<<<<

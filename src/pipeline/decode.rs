//! Streaming decoder (Bytes -> JSON Value)
//!
//! Every supported vendor streams Server-Sent Events whose `data:` payloads are
//! JSON objects. The decoder only understands the framing; what a frame means
//! is left to each driver's mapping function.

use crate::normalize::{ErrorKind, RawFault};
use crate::BoxStream;
use bytes::Bytes;
use futures::{stream, StreamExt};
use serde_json::Value;

/// A frame that could not be decoded.
#[derive(Debug, thiserror::Error)]
pub enum FrameError {
    #[error("malformed stream frame: {0}")]
    Json(#[from] serde_json::Error),

    #[error("malformed stream frame: not an event stream: {0}")]
    NotEventStream(String),
}

/// What one SSE frame amounts to once its field lines are read.
#[derive(Debug, Clone, PartialEq, Eq)]
pub enum SseFrame {
    /// Comments, keep-alives, and frames with no `data:` field.
    Empty,
    /// The vendor's end-of-stream sentinel.
    Done,
    /// The joined `data:` payload.
    Data(String),
    /// A line that is neither a comment nor an SSE field (first one found).
    Malformed(String),
}

/// SSE decoder:
/// - splits by blank line (CRLF tolerated)
/// - joins the frame's `data:` lines, ignoring `event:`, `id:`, `retry:` and comments
/// - stops on `done_signal` (default "[DONE]")
#[derive(Debug, Clone)]
pub struct SseDecoder {
    done_signal: String,
}

impl Default for SseDecoder {
    fn default() -> Self {
        Self::new()
    }
}

impl SseDecoder {
    pub fn new() -> Self {
        Self {
            done_signal: "[DONE]".to_string(),
        }
    }

    pub fn with_done_signal(mut self, signal: impl Into<String>) -> Self {
        self.done_signal = signal.into();
        self
    }

    pub fn parse_frame(&self, frame: &str) -> SseFrame {
        let mut data: Vec<&str> = Vec::new();
        for line in frame.lines() {
            if let Some(rest) = line.strip_prefix("data:") {
                data.push(rest.strip_prefix(' ').unwrap_or(rest));
            } else if !is_field_or_comment(line) {
                return SseFrame::Malformed(excerpt(line));
            }
        }
        if data.is_empty() {
            return SseFrame::Empty;
        }
        let payload = data.join("\n");
        let trimmed = payload.trim();
        if trimmed.is_empty() {
            SseFrame::Empty
        } else if trimmed == self.done_signal {
            SseFrame::Done
        } else {
            SseFrame::Data(trimmed.to_string())
        }
    }

    /// Turn a byte stream into a stream of JSON frames.
    ///
    /// The output ends at the done signal, at end of input, or right after the
    /// first error (transport fault or malformed frame).
    pub fn decode_stream(&self, input: BoxStream<'static, Bytes>) -> BoxStream<'static, Value> {
        let decoder = self.clone();

        // `scanned` is how much of `buf` is known to hold no frame end.
        let stream = stream::unfold(
            Some((input, Vec::<u8>::new(), 0usize)),
            move |state| {
                let decoder = decoder.clone();
                async move {
                    let (mut input, mut buf, mut scanned) = state?;
                    loop {
                        match find_frame_end(&buf, scanned) {
                            Some(idx) => {
                                let frame: Vec<u8> = buf.drain(..idx + 2).collect();
                                scanned = 0;
                                let text = String::from_utf8_lossy(&frame[..idx]);
                                match decoder.parse_frame(&text) {
                                    SseFrame::Empty => continue,
                                    SseFrame::Done => return None,
                                    SseFrame::Data(payload) => {
                                        return match parse_json(&payload) {
                                            Ok(v) => Some((Ok(v), Some((input, buf, scanned)))),
                                            Err(e) => Some((Err(e), None)),
                                        };
                                    }
                                    SseFrame::Malformed(line) => {
                                        return Some((Err(not_event_stream(line)), None));
                                    }
                                }
                            }
                            None => scanned = buf.len(),
                        }

                        match input.next().await {
                            Some(Ok(bytes)) => {
                                buf.extend(bytes.iter().copied().filter(|b| *b != b'\r'));
                            }
                            Some(Err(e)) => return Some((Err(e), None)),
                            None => {
                                // EOF: a trailing frame without its blank line still counts.
                                let text = String::from_utf8_lossy(&buf).into_owned();
                                return match decoder.parse_frame(&text) {
                                    SseFrame::Data(payload) => match parse_json(&payload) {
                                        Ok(v) => Some((Ok(v), None)),
                                        Err(e) => Some((Err(e), None)),
                                    },
                                    SseFrame::Malformed(line) => {
                                        Some((Err(not_event_stream(line)), None))
                                    }
                                    SseFrame::Empty | SseFrame::Done => None,
                                };
                            }
                        }
                    }
                }
            },
        );

        Box::pin(stream)
    }
}

/// Position of the first blank line at or after `from`, stepping back one
/// byte so a `\n\n` split across reads is still found.
fn find_frame_end(buf: &[u8], from: usize) -> Option<usize> {
    let start = from.saturating_sub(1);
    buf.get(start..)?
        .windows(2)
        .position(|w| w == b"\n\n")
        .map(|i| start + i)
}

/// Comments (`:`), blank lines, and the fields SSE defines.
fn is_field_or_comment(line: &str) -> bool {
    if line.trim().is_empty() || line.starts_with(':') {
        return true;
    }
    let name = line.split_once(':').map_or(line, |(name, _)| name);
    matches!(name, "data" | "event" | "id" | "retry")
}

fn excerpt(line: &str) -> String {
    const MAX_CHARS: usize = 120;
    if line.chars().count() > MAX_CHARS {
        let head: String = line.chars().take(MAX_CHARS).collect();
        format!("{}...", head)
    } else {
        line.to_string()
    }
}

fn not_event_stream(line: String) -> RawFault {
    RawFault::native(ErrorKind::Decode, FrameError::NotEventStream(line))
}

fn parse_json(payload: &str) -> Result<Value, RawFault> {
    serde_json::from_str(payload)
        .map_err(|e| RawFault::native(ErrorKind::Decode, FrameError::from(e)))
}

#[cfg(test)]
mod tests {
    use super::*;
    use crate::normalize::normalize;
    use serde_json::json;

    fn bytes_of(parts: &[&str]) -> BoxStream<'static, Bytes> {
        let owned: Vec<_> = parts
            .iter()
            .map(|p| Ok(Bytes::from(p.to_string())))
            .collect();
        Box::pin(stream::iter(owned))
    }

    async fn collect(parts: &[&str]) -> Vec<Result<Value, RawFault>> {
        SseDecoder::new()
            .decode_stream(bytes_of(parts))
            .collect()
            .await
    }

    #[test]
    fn frame_fields() {
        let d = SseDecoder::new();
        assert_eq!(d.parse_frame(": keep-alive"), SseFrame::Empty);
        assert_eq!(d.parse_frame("event: ping"), SseFrame::Empty);
        assert_eq!(d.parse_frame("data: [DONE]"), SseFrame::Done);
        assert_eq!(d.parse_frame("id: 7\nretry: 3000"), SseFrame::Empty);
        assert_eq!(
            d.parse_frame("{\"error\":\"nope\"}"),
            SseFrame::Malformed("{\"error\":\"nope\"}".into())
        );
        assert_eq!(
            d.parse_frame("event: message_start\ndata: {\"a\":1}"),
            SseFrame::Data("{\"a\":1}".into())
        );
        assert_eq!(
            d.parse_frame("data:{\"a\":\ndata: 1}"),
            SseFrame::Data("{\"a\":\n1}".into())
        );
    }

    #[tokio::test]
    async fn frames_split_across_reads() {
        let out = collect(&[
            "data: {\"n\":",
            "1}\n\nda",
            "ta: {\"n\":2}\r\n\r\n",
            "data: [DONE]\n\n",
            "data: {\"n\":3}\n\n",
        ])
        .await;
        let values: Vec<Value> = out.into_iter().map(|r| r.unwrap()).collect();
        assert_eq!(values, vec![json!({"n": 1}), json!({"n": 2})]);
    }

    #[tokio::test]
    async fn multibyte_text_split_across_reads() {
        let full = "data: {\"t\":\"héllo\"}\n\n";
        let bytes = full.as_bytes();
        let cut = full.find('é').unwrap() + 1;
        let parts: Vec<Result<Bytes, RawFault>> = vec![
            Ok(Bytes::copy_from_slice(&bytes[..cut])),
            Ok(Bytes::copy_from_slice(&bytes[cut..])),
        ];
        let out: Vec<_> = SseDecoder::new()
            .decode_stream(Box::pin(stream::iter(parts)))
            .collect()
            .await;
        assert_eq!(out.len(), 1);
        assert_eq!(out[0].as_ref().unwrap()["t"], "héllo");
    }

    #[tokio::test]
    async fn trailing_frame_without_blank_line() {
        let out = collect(&["data: {\"last\":true}"]).await;
        assert_eq!(out.len(), 1);
        assert_eq!(out[0].as_ref().unwrap(), &json!({"last": true}));
    }

    #[tokio::test]
    async fn malformed_frame_ends_stream_with_decode_fault() {
        let out = collect(&["data: {\"ok\":1}\n\ndata: {nope\n\ndata: {\"ok\":2}\n\n"]).await;
        assert_eq!(out.len(), 2);
        let err = normalize(out[1].clone().unwrap_err(), "stream error");
        assert_eq!(err.kind(), ErrorKind::Decode);
        assert!(err.message().starts_with("malformed stream frame"));
    }

    #[tokio::test]
    async fn plain_json_body_is_a_decode_fault() {
        let out = collect(&[
            "{\"error\":{\"code\":\"model_not_found\",",
            "\"message\":\"no such model\"}}",
        ])
        .await;
        assert_eq!(out.len(), 1);
        let err = normalize(out[0].clone().unwrap_err(), "stream error");
        assert_eq!(err.kind(), ErrorKind::Decode);
        assert!(err.message().contains("not an event stream"));
        assert!(err.message().contains("model_not_found"));
    }

    #[tokio::test]
    async fn stray_line_between_frames_ends_stream() {
        let out = collect(&["data: {\"n\":1}\n\n<html>\n\ndata: {\"n\":2}\n\n"]).await;
        assert_eq!(out.len(), 2);
        assert_eq!(out[0].as_ref().unwrap(), &json!({"n": 1}));
        assert!(out[1].is_err());
    }

    #[tokio::test]
    async fn large_frame_in_small_reads() {
        let text = "x".repeat(64 * 1024);
        let body = format!("data: {{\"t\":\"{}\"}}\n\ndata: {{\"n\":2}}\n\n", text);
        let parts: Vec<Result<Bytes, RawFault>> = body
            .as_bytes()
            .chunks(7)
            .map(|c| Ok(Bytes::copy_from_slice(c)))
            .collect();
        let out: Vec<_> = SseDecoder::new()
            .decode_stream(Box::pin(stream::iter(parts)))
            .collect()
            .await;
        assert_eq!(out.len(), 2);
        assert_eq!(out[0].as_ref().unwrap()["t"].as_str().map(str::len), Some(text.len()));
        assert_eq!(out[1].as_ref().unwrap(), &json!({"n": 2}));
    }

    #[test]
    fn frame_end_found_across_scan_boundary() {
        // first read ended on one newline; the second starts with the other
        assert_eq!(find_frame_end(b"data: 1\n", 0), None);
        assert_eq!(find_frame_end(b"data: 1\n\n", 8), Some(7));
        assert_eq!(find_frame_end(b"a\n\nb\n\n", 4), Some(4));
        assert_eq!(find_frame_end(b"", 0), None);
    }

    #[tokio::test]
    async fn transport_fault_is_forwarded() {
        let parts: Vec<Result<Bytes, RawFault>> = vec![
            Ok(Bytes::from_static(b"data: {\"n\":1}\n\n")),
            Err(RawFault::Text("connection reset".into())),
        ];
        let out: Vec<_> = SseDecoder::new()
            .decode_stream(Box::pin(stream::iter(parts)))
            .collect()
            .await;
        assert_eq!(out.len(), 2);
        assert!(matches!(&out[1], Err(RawFault::Text(t)) if t == "connection reset"));
    }
}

>>>>

● INSTRUCTIONS TO FOLLOW: Copy out every line in the entries above that holds "héllo".

● REPLY TO THE EXERCISE:
        let full = "data: {\"t\":\"héllo\"}\n\n";
        assert_eq!(out[0].as_ref().unwrap()["t"], "héllo");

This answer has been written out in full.